A ‘community anchor’

Back in 2009, when Mayor Richard M. Daley proposed to the Public Building Commission an ordinance setting aside land for the new 12th District police station, he said “it will serve as a new community anchor for the neighborhood, with features that will strengthen the bond between residents and police officers.”

Until recently, it didn’t so much have that vibe, at least from a distance. But now it does, yet likely not under the circumstances Daley imagined at the time.

There’s a lot of discussion in Chicago about our new neighbors and our responsibility as a city and community to welcome them. Some people have complained that they were not consulted before decisions were made about housing the immigrants in their communities. Some people remind us that the compassion and generosity being shown to new arrivals hasn’t always been given to the less fortunate already living here.

Some of the comments have been laced with xenophobia, which is unacceptable. But what I also hear is people saying simply, “What about us?”

Shouldn’t we all feel that police stations — like City Hall and all public buildings — belong to us all? Everyone should feel confident that when we’re hit by a streak of hard luck, we can duck into a police district station to wash up or use the bathroom. Or, if we’re without a place to sleep, we can curl up on an empty bench in the station for the night.

There was a time when popular culture taught us to think this way. A time when Sheriff Andy Taylor or Captain Barney Miller would understand. From what I’ve seen on TV recently, that vibe doesn’t exist on today’s cop shows.

Police officers walk by tents where dozens of asylum seekers are staying on a vacant lot beside the 12th District police station in the Little Italy neighborhood, Friday, July 7, 2023.

Police officers enter the 12th District police station, next to a vacant lot where asylum-seekers have been staying in pup tents.

Pat Nabong/Sun-Times

For many Black and brown Chicagoans, the relationship with law enforcement is fraught with tension.

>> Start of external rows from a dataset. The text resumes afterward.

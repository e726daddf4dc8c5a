use aeroinfo_core::{Aggregator, Config, LookupEvent, ProviderId, ResultStatus, Session, Stamped};
use anyhow::{Context, anyhow, bail};
use clap::{Parser, Subcommand};
use inquire::{Password, PasswordDisplayMode, Text};
use std::sync::Arc;
use tokio::sync::mpsc;
use tracing::debug;

use crate::render;

/// Top-level CLI struct.
#[derive(Debug, Parser)]
#[command(name = "aeroinfo", version, about = "Place details with current weather and elevation")]
pub struct Cli {
    #[command(subcommand)]
    pub command: Command,
}

#[derive(Debug, Subcommand)]
pub enum Command {
    /// Configure credentials (or endpoint) for a specific provider.
    Configure {
        /// Provider short name: "opencage", "openweather" or "openelevation".
        provider: String,
    },

    /// Show location details, weather and elevation for a place.
    Show {
        /// Place name or address.
        place: String,

        /// Print the merged result as JSON instead of text.
        #[arg(long)]
        json: bool,

        /// Per-provider timeout in seconds; overrides the configured default.
        #[arg(long)]
        timeout: Option<u64>,
    },
}

impl Cli {
    pub async fn run(self) -> anyhow::Result<()> {
        match self.command {
            Command::Configure { provider } => configure(&provider),
            Command::Show { place, json, timeout } => show(&place, json, timeout).await,
        }
    }
}

fn configure(provider: &str) -> anyhow::Result<()> {
    let id = ProviderId::try_from(provider)?;
    let mut config = Config::load_file()?;

    if id.requires_api_key() {
        let key = Password::new(&format!("API key for {id}:"))
            .without_confirmation()
            .with_display_mode(PasswordDisplayMode::Masked)
            .prompt()
            .context("Failed to read API key")?;

        let key = key.trim();
        if key.is_empty() {
            bail!("API key for {id} must not be empty");
        }
        config.set_provider_api_key(id, key.to_string());
    } else {
        let current = config.base_url(id);
        let url = Text::new(&format!("Base URL for {id}:"))
            .with_default(&current)
            .prompt()
            .context("Failed to read base URL")?;

        config.set_provider_base_url(id, url.trim().to_string());
    }

    config.save()?;
    println!("Saved {id} settings to {}", Config::config_file_path()?.display());

    Ok(())
}

async fn show(place: &str, json: bool, timeout: Option<u64>) -> anyhow::Result<()> {
    let mut config = Config::load()?;
    if let Some(secs) = timeout {
        config.timeout_secs = Some(secs);
        for settings in config.providers.values_mut() {
            settings.timeout_secs = None;
        }
    }

    let aggregator = Aggregator::from_config(&config)?;
    debug!(timeouts = ?aggregator.timeouts(), "Aggregator ready");
    let session = Session::new(Arc::new(aggregator));

    let delivery = if json {
        session.resolve(place).await?
    } else {
        let (tx, mut rx) = mpsc::unbounded_channel::<Stamped<LookupEvent>>();
        let printer = tokio::spawn(async move {
            while let Some(stamped) = rx.recv().await {
                if let Some(text) = render::event(&stamped.event) {
                    println!("{text}");
                }
            }
        });

        let delivery = session.resolve_streaming(place, &tx).await?;
        drop(tx);
        printer.await.context("Output task failed")?;
        delivery
    };

    let result = delivery
        .into_current()
        .ok_or_else(|| anyhow!("Lookup for '{place}' was superseded"))?;

    if json {
        println!("{}", serde_json::to_string_pretty(&result)?);
    }

    if result.status() == ResultStatus::Failed {
        bail!("Could not resolve '{place}'");
    }

    Ok(())
}
use async_trait::async_trait;
use chrono::{DateTime, Utc};
use reqwest::Client;
use serde::Deserialize;
use tracing::{debug, instrument};

use crate::{
    error::EnrichError,
    model::{Coordinate, WeatherSnapshot},
};

use super::{Provider, ProviderId, get_json};

#[derive(Debug, Clone)]
pub struct OpenWeatherProvider {
    api_key: String,
    base_url: String,
    http: Client,
}

impl OpenWeatherProvider {
    pub fn new(api_key: String, http: Client) -> Self {
        Self::with_base_url(api_key, ProviderId::OpenWeather.default_base_url().to_string(), http)
    }

    pub fn with_base_url(api_key: String, base_url: String, http: Client) -> Self {
        Self {
            api_key,
            base_url: base_url.trim_end_matches('/').to_string(),
            http,
        }
    }

    async fn fetch_current(&self, at: Coordinate) -> anyhow::Result<OwCurrentResponse> {
        let url = format!("{}/weather", self.base_url);
        let request = self.http.get(url).query(&[
            ("lat", at.latitude.to_string().as_str()),
            ("lon", at.longitude.to_string().as_str()),
            ("units", "metric"),
            ("appid", self.api_key.as_str()),
        ]);

        get_json(request, "OpenWeather current").await
    }
}

#[derive(Debug, Deserialize)]
struct OwMain {
    temp: f64,
    humidity: u8,
}

#[derive(Debug, Deserialize)]
struct OwWeather {
    description: String,
}

#[derive(Debug, Deserialize)]
struct OwCurrentResponse {
    dt: Option<i64>,
    main: OwMain,
    #[serde(default)]
    weather: Vec<OwWeather>,
}

impl From<OwCurrentResponse> for WeatherSnapshot {
    fn from(parsed: OwCurrentResponse) -> Self {
        let description = parsed
            .weather
            .into_iter()
            .next()
            .map(|w| w.description)
            .unwrap_or_else(|| "Unknown".to_string());

        WeatherSnapshot {
            temperature_c: parsed.main.temp,
            humidity_pct: parsed.main.humidity,
            description,
            observed_at: parsed.dt.and_then(|ts| DateTime::<Utc>::from_timestamp(ts, 0)),
        }
    }
}

#[async_trait]
impl Provider for OpenWeatherProvider {
    type Input = Coordinate;
    type Output = WeatherSnapshot;

    fn name(&self) -> &'static str {
        ProviderId::OpenWeather.as_str()
    }

    #[instrument(skip_all, fields(at = %at))]
    async fn fetch(&self, at: &Coordinate) -> Result<WeatherSnapshot, EnrichError> {
        at.validate()?;

        let parsed = self
            .fetch_current(*at)
            .await
            .map_err(|e| EnrichError::from_transport(self.name(), e))?;

        debug!(temp = parsed.main.temp, humidity = parsed.main.humidity, "OpenWeather responded");

        Ok(parsed.into())
    }
}
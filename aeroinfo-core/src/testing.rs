//! Deterministic in-memory providers for aggregator and session tests.

use async_trait::async_trait;
use std::{
    collections::{BTreeMap, HashMap},
    sync::{Arc, Mutex},
    time::Duration,
};
use tokio::sync::Notify;

use crate::{
    error::EnrichError,
    model::{Coordinate, ElevationSample, PlaceQuery, ResolvedLocation, WeatherSnapshot},
    provider::Provider,
};

pub(crate) fn paris() -> ResolvedLocation {
    ResolvedLocation {
        coordinate: Coordinate::new(48.8566, 2.3522),
        formatted_address: "Paris, France".into(),
        country: Some("France".into()),
        components: BTreeMap::from([("city".to_string(), "Paris".to_string())]),
        timezone_name: Some("Europe/Paris".into()),
        timezone_offset: Some("+01:00".into()),
    }
}

#[derive(Debug, Clone)]
enum GeoOutcome {
    Found(ResolvedLocation),
    /// Location whose address echoes the query text.
    Echo,
    NotFound,
    Fail(String),
}

#[derive(Debug)]
pub(crate) struct FakeGeo {
    outcome: GeoOutcome,
    delay: Option<Duration>,
    gates: Mutex<HashMap<String, (Arc<Notify>, Arc<Notify>)>>,
    queries: Mutex<Vec<String>>,
}

impl FakeGeo {
    fn with(outcome: GeoOutcome) -> Self {
        Self {
            outcome,
            delay: None,
            gates: Mutex::default(),
            queries: Mutex::default(),
        }
    }

    pub(crate) fn returning(location: ResolvedLocation) -> Self {
        Self::with(GeoOutcome::Found(location))
    }

    pub(crate) fn echo() -> Self {
        Self::with(GeoOutcome::Echo)
    }

    pub(crate) fn not_found() -> Self {
        Self::with(GeoOutcome::NotFound)
    }

    pub(crate) fn failing(message: &str) -> Self {
        Self::with(GeoOutcome::Fail(message.to_string()))
    }

    pub(crate) fn delayed(mut self, delay: Duration) -> Self {
        self.delay = Some(delay);
        self
    }

    /// Hold lookups of `query` until `release` is notified; `entered` fires when one starts.
    pub(crate) fn gate(&self, query: &str) -> (Arc<Notify>, Arc<Notify>) {
        let entered = Arc::new(Notify::new());
        let release = Arc::new(Notify::new());
        self.gates
            .lock()
            .unwrap()
            .insert(query.to_string(), (entered.clone(), release.clone()));
        (entered, release)
    }

    pub(crate) fn queries(&self) -> Vec<String> {
        self.queries.lock().unwrap().clone()
    }
}

#[async_trait]
impl Provider for FakeGeo {
    type Input = PlaceQuery;
    type Output = ResolvedLocation;

    fn name(&self) -> &'static str {
        "fake-geo"
    }

    async fn fetch(&self, query: &PlaceQuery) -> Result<ResolvedLocation, EnrichError> {
        self.queries.lock().unwrap().push(query.to_string());

        let gate = self.gates.lock().unwrap().get(query.as_str()).cloned();
        if let Some((entered, release)) = gate {
            entered.notify_one();
            release.notified().await;
        }
        if let Some(delay) = self.delay {
            tokio::time::sleep(delay).await;
        }

        match &self.outcome {
            GeoOutcome::Found(location) => Ok(location.clone()),
            GeoOutcome::Echo => Ok(ResolvedLocation {
                formatted_address: query.to_string(),
                ..paris()
            }),
            GeoOutcome::NotFound => Err(EnrichError::NotFound { query: query.to_string() }),
            GeoOutcome::Fail(msg) => Err(EnrichError::provider(self.name(), msg.clone())),
        }
    }
}

/// Coordinate-keyed fake shared by the weather and elevation stand-ins.
#[derive(Debug)]
pub(crate) struct FakeSubLookup<T> {
    name: &'static str,
    outcome: Result<T, String>,
    delay: Option<Duration>,
    calls: Mutex<Vec<Coordinate>>,
}

pub(crate) type FakeWeather = FakeSubLookup<WeatherSnapshot>;
pub(crate) type FakeElevation = FakeSubLookup<ElevationSample>;

impl<T> FakeSubLookup<T> {
    fn with(name: &'static str, outcome: Result<T, String>) -> Self {
        Self {
            name,
            outcome,
            delay: None,
            calls: Mutex::default(),
        }
    }

    pub(crate) fn delayed(mut self, delay: Duration) -> Self {
        self.delay = Some(delay);
        self
    }

    pub(crate) fn calls(&self) -> Vec<Coordinate> {
        self.calls.lock().unwrap().clone()
    }
}

impl FakeSubLookup<WeatherSnapshot> {
    pub(crate) fn ok() -> Self {
        let snapshot = WeatherSnapshot {
            temperature_c: 12.4,
            humidity_pct: 71,
            description: "broken clouds".into(),
            observed_at: None,
        };
        Self::with("fake-weather", Ok(snapshot))
    }

    pub(crate) fn failing(message: &str) -> Self {
        Self::with("fake-weather", Err(message.into()))
    }
}

impl FakeSubLookup<ElevationSample> {
    pub(crate) fn ok(elevation_m: f64) -> Self {
        Self::with("fake-elevation", Ok(ElevationSample { elevation_m }))
    }

    pub(crate) fn failing(message: &str) -> Self {
        Self::with("fake-elevation", Err(message.into()))
    }
}

#[async_trait]
impl<T> Provider for FakeSubLookup<T>
where
    T: Clone + Send + Sync + std::fmt::Debug,
{
    type Input = Coordinate;
    type Output = T;

    fn name(&self) -> &'static str {
        self.name
    }

    async fn fetch(&self, at: &Coordinate) -> Result<T, EnrichError> {
        at.validate()?;
        self.calls.lock().unwrap().push(*at);

        if let Some(delay) = self.delay {
            tokio::time::sleep(delay).await;
        }

        self.outcome
            .clone()
            .map_err(|msg| EnrichError::provider(self.name, msg))
    }
}
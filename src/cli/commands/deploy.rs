//! `deploy`: publish a tagged release through the Central Portal.

use super::{require_directory, snapshot};
use crate::cli::{DeployArgs, RuntimeConfig};
use crate::error::{CliError, Result};
use crate::maven::builder::tool_detection::{GPG, JAVADOC, require_tools};
use crate::maven::builder::{
    ArtifactBuilder, MissingJarPolicy, Signer, StagingArea, write_central_bundle,
};
use crate::maven::upload::{PORTAL_UPLOAD_URL, PortalClient, PublishingType};
use crate::maven::{Credentials, ReleaseRef, TagVersion};
use crate::metadata::load_project;

pub async fn execute(args: &DeployArgs, config: &RuntimeConfig) -> Result<i32> {
    let tag = match ReleaseRef::parse(&args.release_tag)? {
        ReleaseRef::Snapshot => {
            reject_release_only_flags(args)?;
            config.verbose_println("`main` requested, publishing a snapshot")?;
            return snapshot::deploy_snapshot(
                &args.artifact_dir,
                &args.jdbc_root,
                args.dry_run,
                config,
            )
            .await;
        }
        ReleaseRef::Tag(tag) => tag,
    };

    let credentials = if args.dry_run {
        None
    } else {
        Some(Credentials::from_env()?)
    };
    require_directory(&args.artifact_dir, "artifact_dir")?;
    require_directory(&args.jdbc_root, "jdbc_root")?;
    if args.skip_signing {
        require_tools(&[JAVADOC])?;
    } else {
        require_tools(&[JAVADOC, GPG])?;
    }

    release(tag, args, credentials, config).await
}

/// Fails on signing and portal options passed together with `main`.
fn reject_release_only_flags(args: &DeployArgs) -> Result<()> {
    let flag = if args.skip_signing {
        Some("--skip-signing")
    } else if args.endpoint != PORTAL_UPLOAD_URL {
        Some("--endpoint")
    } else if args.publishing_type != PublishingType::Automatic {
        Some("--publishing-type")
    } else {
        None
    };
    match flag {
        Some(flag) => Err(CliError::InvalidArguments {
            reason: format!("{flag} only applies to tagged releases, not `main`"),
        }
        .into()),
        None => Ok(()),
    }
}

async fn release(
    tag: TagVersion,
    args: &DeployArgs,
    credentials: Option<Credentials>,
    config: &RuntimeConfig,
) -> Result<i32> {
    let version = tag.release();
    let project = load_project(config.project())?;
    config.section(&format!("Releasing {}:{} {}", project.group_id, project.artifact_id, version))?;

    let staging = StagingArea::new(config.keep_staging())?;
    let builder = ArtifactBuilder::new(
        &project,
        version.clone(),
        &args.artifact_dir,
        &args.jdbc_root,
        staging.path(),
        MissingJarPolicy::Fail,
    );

    config.progress("Building artifacts")?;
    let artifacts = builder.build_all().await?;
    for artifact in &artifacts {
        config.verbose_println(&artifact.path.display().to_string())?;
    }

    if args.skip_signing {
        config.warn("Signing skipped; Maven Central rejects unsigned bundles")?;
    } else {
        config.progress("Signing artifacts and writing digests")?;
    }
    let signer = (!args.skip_signing).then(Signer::default);
    let bundle = write_central_bundle(
        staging.path(),
        builder.coordinates(),
        &artifacts,
        signer.as_ref(),
    )
    .await?;
    config.success(&format!("Bundle ready: {}", bundle.display()))?;

    match credentials {
        Some(credentials) => {
            config.progress(&format!("Uploading to {}", args.endpoint))?;
            let client = PortalClient::new(&args.endpoint, &credentials);
            let deployment = client
                .upload_bundle(&bundle, version.as_str(), args.publishing_type)
                .await?;
            config.success(&format!("Deployment {deployment} created for {version}"))?;
        }
        None => {
            config.success("Dry run: upload skipped")?;
            if !config.keep_staging() {
                config.indent("Pass --keep-staging to inspect the bundle")?;
            }
        }
    }

    if let Some(kept) = staging.finish() {
        config.indent(&format!("Staging directory kept at {}", kept.display()))?;
    }
    Ok(0)
}
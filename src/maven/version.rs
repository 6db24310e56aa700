//! Release and snapshot version resolution.
//!
//! Driver versions follow the engine's four-part scheme and are tagged as
//! `v<major>.<minor>.<patch>.<build>`. A tagged release publishes exactly the
//! tag's numbers; a snapshot bumps the patch component, resets the build
//! component and carries the short commit id so every snapshot is traceable.

use crate::maven::error::{Error, Result};
use regex::Regex;
use std::fmt;
use std::sync::LazyLock;

static TAG_PATTERN: LazyLock<Regex> = LazyLock::new(|| {
    Regex::new(r"^v(\d+)\.(\d+)\.(\d+)\.(\d+)$").expect("tag pattern is a valid regex")
});

/// Branch name that selects the snapshot pipeline instead of a tagged release.
pub const SNAPSHOT_REF: &str = "main";

/// Suffix Maven uses to recognise snapshot versions.
pub const SNAPSHOT_SUFFIX: &str = "SNAPSHOT";

/// Numeric components of a `v1.2.3.4` tag.
#[derive(Debug, Clone, Copy, PartialEq, Eq)]
pub struct TagVersion {
    /// Major component
    pub major: u64,
    /// Minor component
    pub minor: u64,
    /// Patch component
    pub patch: u64,
    /// Build component
    pub build: u64,
}

impl TagVersion {
    /// Parses a tag of the form `v1.2.3.4`.
    ///
    /// Surrounding whitespace is ignored; anything else that does not match
    /// the pattern exactly is an [`Error::InvalidTag`] carrying the input.
    pub fn parse(tag: &str) -> Result<Self> {
        let trimmed = tag.trim();
        let invalid = || Error::InvalidTag {
            tag: tag.to_string(),
        };
        let captures = TAG_PATTERN.captures(trimmed).ok_or_else(invalid)?;
        let component = |index: usize| -> Result<u64> {
            captures[index].parse::<u64>().map_err(|_| invalid())
        };

        Ok(Self {
            major: component(1)?,
            minor: component(2)?,
            patch: component(3)?,
            build: component(4)?,
        })
    }

    /// Version published for this tag: the four components verbatim.
    pub fn release(&self) -> ReleaseVersion {
        ReleaseVersion(format!(
            "{}.{}.{}.{}",
            self.major, self.minor, self.patch, self.build
        ))
    }

    /// Snapshot version following this tag.
    ///
    /// `v1.4.4.0` with commit `abc1234` becomes `1.4.5.0-abc1234-SNAPSHOT`.
    /// Without a commit id the suffix is just `-SNAPSHOT`. A patch component
    /// that cannot be bumped is an [`Error::InvalidTag`].
    pub fn next_snapshot(&self, commit: Option<&str>) -> Result<ReleaseVersion> {
        let patch = self.patch.checked_add(1).ok_or_else(|| Error::InvalidTag {
            tag: self.to_string(),
        })?;
        let base = format!("{}.{}.{}.0", self.major, self.minor, patch);
        Ok(match commit.map(str::trim).filter(|c| !c.is_empty()) {
            Some(commit) => ReleaseVersion(format!("{base}-{commit}-{SNAPSHOT_SUFFIX}")),
            None => ReleaseVersion(format!("{base}-{SNAPSHOT_SUFFIX}")),
        })
    }
}

impl fmt::Display for TagVersion {
    fn fmt(&self, f: &mut fmt::Formatter<'_>) -> fmt::Result {
        write!(
            f,
            "v{}.{}.{}.{}",
            self.major, self.minor, self.patch, self.build
        )
    }
}

/// Fully resolved version string used for artifact names and metadata.
#[derive(Debug, Clone, PartialEq, Eq)]
pub struct ReleaseVersion(String);

impl ReleaseVersion {
    /// Returns the version text.
    pub fn as_str(&self) -> &str {
        &self.0
    }

    /// Whether this is a snapshot version.
    pub fn is_snapshot(&self) -> bool {
        self.0.ends_with(SNAPSHOT_SUFFIX)
    }
}

impl fmt::Display for ReleaseVersion {
    fn fmt(&self, f: &mut fmt::Formatter<'_>) -> fmt::Result {
        f.write_str(&self.0)
    }
}

/// What the positional release argument asks for.
#[derive(Debug, Clone, Copy, PartialEq, Eq)]
pub enum ReleaseRef {
    /// Publish a snapshot derived from the latest tag
    Snapshot,
    /// Publish the given tag
    Tag(TagVersion),
}

impl ReleaseRef {
    /// Interprets `main` as a snapshot request and anything else as a release tag.
    pub fn parse(input: &str) -> Result<Self> {
        if input.trim() == SNAPSHOT_REF {
            return Ok(Self::Snapshot);
        }
        TagVersion::parse(input).map(Self::Tag)
    }
}
//! Packing directory trees into JAR and ZIP files.
//!
//! Used for the sources and javadoc JARs and for the upload bundle. Entry
//! names are relative to the archive base directory, use `/` separators and
//! are written in sorted order so identical trees produce identical listings.

use crate::maven::error::{Error, ErrorExt, Result};
use std::fs::File;
use std::io::Write;
use std::path::{Component, Path, PathBuf};
use walkdir::WalkDir;
use zip::ZipWriter;
use zip::write::SimpleFileOptions;

const MANIFEST_PATH: &str = "META-INF/MANIFEST.MF";
const MANIFEST: &str = concat!(
    "Manifest-Version: 1.0\r\n",
    "Created-By: jdbc_release ",
    env!("CARGO_PKG_VERSION"),
    "\r\n\r\n"
);

/// Container flavour to produce.
#[derive(Clone, Copy, Debug, Eq, PartialEq)]
pub enum ArchiveKind {
    /// Java archive: a manifest is written first
    Jar,
    /// Plain ZIP
    Zip,
}

/// Packs `base/include` (or all of `base` when `include` is `None`) into `dest`.
///
/// Returns the number of file entries written, excluding directories and
/// the manifest.
pub fn pack_tree(base: &Path, include: Option<&Path>, dest: &Path, kind: ArchiveKind) -> Result<usize> {
    let root = match include {
        Some(sub) => base.join(sub),
        None => base.to_path_buf(),
    };
    if !root.is_dir() {
        crate::bail!("cannot archive {}: not a directory", root.display());
    }

    let file = File::create(dest).fs_context("creating archive", dest)?;
    let mut writer = ZipWriter::new(file);
    let options = SimpleFileOptions::default().compression_method(zip::CompressionMethod::Deflated);

    if kind == ArchiveKind::Jar {
        writer.add_directory("META-INF/", options)?;
        writer.start_file(MANIFEST_PATH, options)?;
        writer.write_all(MANIFEST.as_bytes())?;
    }

    let mut files = 0;
    for entry in WalkDir::new(&root).sort_by_file_name() {
        let entry = entry?;
        let relative = entry.path().strip_prefix(base)?;
        if relative.as_os_str().is_empty() {
            continue;
        }
        let name = entry_name(relative);
        if kind == ArchiveKind::Jar && (name == "META-INF" || name == MANIFEST_PATH) {
            continue;
        }

        if entry.file_type().is_dir() {
            writer.add_directory(format!("{name}/"), options)?;
        } else if entry.file_type().is_file() {
            writer.start_file(name, options)?;
            let mut source = File::open(entry.path()).fs_context("reading file", entry.path())?;
            std::io::copy(&mut source, &mut writer).fs_context("archiving file", entry.path())?;
            files += 1;
        } else {
            log::warn!("Skipping non-regular file {}", entry.path().display());
        }
    }

    writer.finish()?;
    Ok(files)
}

/// Runs [`pack_tree`] on the blocking thread pool.
pub async fn pack_tree_async(
    base: PathBuf,
    include: Option<PathBuf>,
    dest: PathBuf,
    kind: ArchiveKind,
) -> Result<usize> {
    tokio::task::spawn_blocking(move || pack_tree(&base, include.as_deref(), &dest, kind))
        .await
        .map_err(|e| Error::GenericError(format!("archive task panicked: {e}")))?
}

fn entry_name(relative: &Path) -> String {
    relative
        .components()
        .filter_map(|c| match c {
            Component::Normal(part) => Some(part.to_string_lossy().into_owned()),
            _ => None,
        })
        .collect::<Vec<_>>()
        .join("/")
}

Leonardo Quintero, 33, chair of the 12th District Council under the Community Commission for Public Safety and Accountability, said his relationship with the police while growing up in Pilsen was “more negative than positive.”

But on the district council, Quintero sees his role as helping to establish a “more welcoming environment.” The 12th District’s experience with the asylum seekers “hasn’t been all sunshine and rainbows,” he says, but there have been positive experiences at the station, which has accommodated more than 70 people some days.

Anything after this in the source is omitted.